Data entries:

╔══

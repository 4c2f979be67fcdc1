// ugBC - A retargetable BASIC compiler creating binaries for 8-bit home computers
// Copyright (C) 2026  Marcel Joachim Kloubert <marcel@kloubert.dev>
//
// This program is free software: you can redistribute it and/or modify
// it under the terms of the GNU Affero General Public License as published by
// the Free Software Foundation, either version 3 of the License, or
// (at your option) any later version.
//
// This program is distributed in the hope that it will be useful,
// but WITHOUT ANY WARRANTY; without even the implied warranty of
// MERCHANTABILITY or FITNESS FOR A PARTICULAR PURPOSE.  See the
// GNU Affero General Public License for more details.
//
// You should have received a copy of the GNU Affero General Public License
// along with this program.  If not, see <https://www.gnu.org/licenses/>.

//! Conditionals, loops and jumps.
//!
//! A `THEN` followed by the end of the statement opens a block closed by
//! `ENDIF`; anything else on the line is the body of a single-line `IF`,
//! closed at the end of the line.

use super::blocks::BlockParser;
use super::expressions::ExpressionParser;
use super::helpers::ParserHelpers;
use super::statements::StatementParser;
use super::Parser;
use crate::codegen::{FlowEmitter, ProcedureEmitter, StorageEmitter, VariableEmitter};
use crate::control::OnKind;
use crate::error::{CompileError, ErrorCode};
use crate::lexer::Token;
use crate::symbols::LabelTarget;

/// Trait for control flow parsing operations.
pub trait ControlFlowParser {
    /// Parse a GOTO/GOSUB/RESTORE target: a line number or a label name.
    fn parse_label_target(&mut self) -> Result<LabelTarget, CompileError>;

    fn parse_if(&mut self) -> Result<(), CompileError>;

    /// `ELSE`, `ELSE IF cond THEN` or the `ELSE` of a single-line `IF`.
    fn parse_else(&mut self) -> Result<(), CompileError>;

    /// `ELSEIF cond THEN`.
    fn parse_else_if(&mut self) -> Result<(), CompileError>;

    fn parse_end_if(&mut self) -> Result<(), CompileError>;

    /// `END`, `END IF`, `END SELECT`, `END PROC`, `END GAMELOOP`, `END STORAGE`.
    fn parse_end(&mut self) -> Result<(), CompileError>;

    fn parse_select(&mut self) -> Result<(), CompileError>;

    /// `CASE v1, v2, ...` or `CASE ELSE`.
    fn parse_case(&mut self) -> Result<(), CompileError>;

    fn parse_end_select(&mut self) -> Result<(), CompileError>;

    fn parse_for(&mut self) -> Result<(), CompileError>;

    fn parse_next(&mut self) -> Result<(), CompileError>;

    /// `DO [WHILE cond | UNTIL cond]`.
    fn parse_do(&mut self) -> Result<(), CompileError>;

    /// `LOOP [WHILE cond | UNTIL cond]`.
    fn parse_loop(&mut self) -> Result<(), CompileError>;

    fn parse_while(&mut self) -> Result<(), CompileError>;

    fn parse_wend(&mut self) -> Result<(), CompileError>;

    fn parse_repeat(&mut self) -> Result<(), CompileError>;

    fn parse_until(&mut self) -> Result<(), CompileError>;

    /// `EXIT [n]`, `EXIT IF cond [, n]` or `EXIT PROC`.
    fn parse_exit(&mut self) -> Result<(), CompileError>;

    /// `GOTO target` or `GOSUB target`.
    fn parse_jump(&mut self) -> Result<(), CompileError>;

    /// `RETURN` from a GOSUB, or `RETURN value` from a procedure.
    fn parse_return(&mut self) -> Result<(), CompileError>;

    /// `ON value GOTO|GOSUB|PROC t1, t2, ...`.
    fn parse_on(&mut self) -> Result<(), CompileError>;

    /// `BEGIN GAMELOOP`.
    fn parse_begin(&mut self) -> Result<(), CompileError>;
}

impl<'a> Parser<'a> {
    /// The body after `THEN` or `ELSE` on the same line: a line number to
    /// jump to, or the first statement of the branch.
    fn parse_inline_branch(&mut self) -> Result<(), CompileError> {
        if let Some(Token::Integer(_)) = self.peek() {
            let target = self.parse_label_target()?;
            self.env.goto(target);
            return Ok(());
        }
        self.parse_statement()
    }

    fn parse_then(&mut self) -> Result<bool, CompileError> {
        let condition = self.parse_expression()?;
        if self.match_token(&Token::Goto) {
            self.env.if_then(condition, true)?;
            let target = self.parse_label_target()?;
            self.env.goto(target);
            return Ok(false);
        }
        self.expect(&Token::Then, "THEN")?;
        let block = self.check(&Token::Newline) || self.check(&Token::Colon);
        self.env.if_then(condition, !block)?;
        Ok(!block)
    }

    /// Condition of `ELSE IF` / `ELSEIF`, after the keyword.
    fn parse_else_if_condition(&mut self) -> Result<(), CompileError> {
        self.env.else_if_begin()?;
        let condition = self.parse_expression()?;
        self.expect(&Token::Then, "THEN")?;
        self.env.else_if_then(condition)
    }

    fn levels(&mut self) -> Result<usize, CompileError> {
        let levels = self.expect_integer("a number of loops")?;
        usize::try_from(levels).map_err(|_| {
            self.env.error(
                ErrorCode::ValueOutOfRange,
                format!("cannot exit {} loops", levels),
            )
        })
    }

    /// `WHILE cond` or `UNTIL cond` after `DO` or `LOOP`.
    fn loop_condition(&mut self) -> Result<Option<(crate::symbols::VariableId, bool)>, CompileError> {
        let until = if self.match_token(&Token::While) {
            false
        } else if self.match_token(&Token::Until) {
            true
        } else {
            return Ok(None);
        };
        let condition = self.parse_expression()?;
        Ok(Some((condition, until)))
    }
}

impl<'a> ControlFlowParser for Parser<'a> {
    fn parse_label_target(&mut self) -> Result<LabelTarget, CompileError> {
        match self.peek() {
            Some(Token::Integer(line)) => {
                let line = u32::try_from(*line)
                    .map_err(|_| self.error(ErrorCode::ValueOutOfRange, "line number out of range"))?;
                self.advance();
                Ok(LabelTarget::Line(line))
            }
            Some(Token::Identifier(name)) => {
                let name = name.to_ascii_uppercase();
                self.advance();
                Ok(LabelTarget::Name(name))
            }
            _ => Err(self.unexpected("a line number or label")),
        }
    }

    fn parse_if(&mut self) -> Result<(), CompileError> {
        self.expect(&Token::If, "IF")?;
        if self.parse_then()? && !self.at_statement_end() {
            self.parse_inline_branch()?;
        }
        Ok(())
    }

    fn parse_else(&mut self) -> Result<(), CompileError> {
        self.expect(&Token::Else, "ELSE")?;
        if self.match_token(&Token::If) {
            return self.parse_else_if_condition();
        }
        self.env.else_branch()?;
        if !self.at_statement_end() {
            self.parse_inline_branch()?;
        }
        Ok(())
    }

    fn parse_else_if(&mut self) -> Result<(), CompileError> {
        self.expect(&Token::ElseIf, "ELSEIF")?;
        self.parse_else_if_condition()
    }

    fn parse_end_if(&mut self) -> Result<(), CompileError> {
        self.expect(&Token::EndIf, "ENDIF")?;
        self.env.end_if()
    }

    fn parse_end(&mut self) -> Result<(), CompileError> {
        match self.peek_ahead(1) {
            Some(Token::If) => {
                self.advance();
                self.advance();
                self.env.end_if()
            }
            Some(Token::Select) => {
                self.advance();
                self.advance();
                self.env.end_select()
            }
            Some(Token::Proc) => self.parse_end_procedure(),
            Some(Token::GameLoop) => {
                self.advance();
                self.advance();
                self.env.end_gameloop()
            }
            Some(Token::Storage) => {
                self.advance();
                self.advance();
                self.env.end_storage()
            }
            _ => {
                self.advance();
                self.env.end_program();
                Ok(())
            }
        }
    }

    fn parse_select(&mut self) -> Result<(), CompileError> {
        self.expect(&Token::Select, "SELECT")?;
        self.expect(&Token::Case, "CASE")?;
        let value = self.parse_expression()?;
        self.env.select_case(value)
    }

    fn parse_case(&mut self) -> Result<(), CompileError> {
        self.expect(&Token::Case, "CASE")?;
        if self.match_token(&Token::Else) {
            return self.env.case_else();
        }
        self.env.case_begin()?;
        let mut values = vec![self.parse_expression()?];
        while self.match_token(&Token::Comma) {
            values.push(self.parse_expression()?);
        }
        self.env.case_values(&values)
    }

    fn parse_end_select(&mut self) -> Result<(), CompileError> {
        self.expect(&Token::EndSelect, "ENDSELECT")?;
        self.env.end_select()
    }

    fn parse_for(&mut self) -> Result<(), CompileError> {
        self.expect(&Token::For, "FOR")?;
        let name = self.expect_identifier("a loop variable")?.to_ascii_uppercase();
        let index = self.env.assignment_target(&name)?;
        self.expect(&Token::Equal, "'='")?;
        let from = self.parse_expression()?;
        self.expect(&Token::To, "TO")?;
        let to = self.parse_expression()?;
        let step = if self.match_token(&Token::Step) {
            Some(self.parse_expression()?)
        } else {
            None
        };
        self.env.for_begin(index, from, to, step)
    }

    fn parse_next(&mut self) -> Result<(), CompileError> {
        self.expect(&Token::Next, "NEXT")?;
        let index = match self.peek() {
            Some(Token::Identifier(name)) => {
                let name = name.to_ascii_uppercase();
                self.advance();
                Some(self.env.assignment_target(&name)?)
            }
            _ => None,
        };
        self.env.next(index)
    }

    fn parse_do(&mut self) -> Result<(), CompileError> {
        self.expect(&Token::Do, "DO")?;
        self.env.do_begin();
        match self.loop_condition()? {
            Some((condition, until)) => self.env.do_condition(condition, until),
            None => Ok(()),
        }
    }

    fn parse_loop(&mut self) -> Result<(), CompileError> {
        self.expect(&Token::Loop, "LOOP")?;
        let condition = self.loop_condition()?;
        self.env.loop_end(condition)
    }

    fn parse_while(&mut self) -> Result<(), CompileError> {
        self.expect(&Token::While, "WHILE")?;
        self.env.while_begin();
        let condition = self.parse_expression()?;
        self.env.while_condition(condition)
    }

    fn parse_wend(&mut self) -> Result<(), CompileError> {
        self.expect(&Token::Wend, "WEND")?;
        self.env.wend()
    }

    fn parse_repeat(&mut self) -> Result<(), CompileError> {
        self.expect(&Token::Repeat, "REPEAT")?;
        self.env.repeat_begin();
        Ok(())
    }

    fn parse_until(&mut self) -> Result<(), CompileError> {
        self.expect(&Token::Until, "UNTIL")?;
        let condition = self.parse_expression()?;
        self.env.until(condition)
    }

    fn parse_exit(&mut self) -> Result<(), CompileError> {
        self.expect(&Token::Exit, "EXIT")?;
        if self.match_token(&Token::Proc) {
            return self.env.return_value(None);
        }
        if self.match_token(&Token::If) {
            let condition = self.parse_expression()?;
            let levels = if self.match_token(&Token::Comma) {
                self.levels()?
            } else {
                1
            };
            return self.env.exit_loop_if(condition, levels);
        }
        let levels = if self.at_statement_end() {
            1
        } else {
            self.levels()?
        };
        self.env.exit_loop(levels)
    }

    fn parse_jump(&mut self) -> Result<(), CompileError> {
        let gosub = self.check(&Token::Gosub);
        self.advance();
        let target = self.parse_label_target()?;
        if gosub {
            self.env.gosub(target);
        } else {
            self.env.goto(target);
        }
        Ok(())
    }

    fn parse_return(&mut self) -> Result<(), CompileError> {
        self.expect(&Token::Return, "RETURN")?;
        if self.at_statement_end() {
            self.env.return_from_gosub();
            return Ok(());
        }
        let value = self.parse_expression()?;
        self.env.return_value(Some(value))
    }

    fn parse_on(&mut self) -> Result<(), CompileError> {
        self.expect(&Token::On, "ON")?;
        let value = self.parse_expression()?;
        let kind = if self.match_token(&Token::Goto) {
            OnKind::Goto
        } else if self.match_token(&Token::Gosub) {
            OnKind::Gosub
        } else if self.match_token(&Token::Proc) {
            OnKind::Proc
        } else {
            return Err(self.unexpected("GOTO, GOSUB or PROC"));
        };
        self.env.on_begin(kind, value)?;
        loop {
            let target = self.parse_label_target()?;
            self.env.on_target(target)?;
            if !self.match_token(&Token::Comma) {
                break;
            }
        }
        self.env.on_end()
    }

    fn parse_begin(&mut self) -> Result<(), CompileError> {
        self.expect(&Token::Begin, "BEGIN")?;
        self.expect(&Token::GameLoop, "GAMELOOP")?;
        self.env.begin_gameloop();
        Ok(())
    }
}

╚══

The answer must consist of every line from the records above that holds "version".

ANSWER SECTION:
// the Free Software Foundation, either version 3 of the License, or
// (at your option) any later version.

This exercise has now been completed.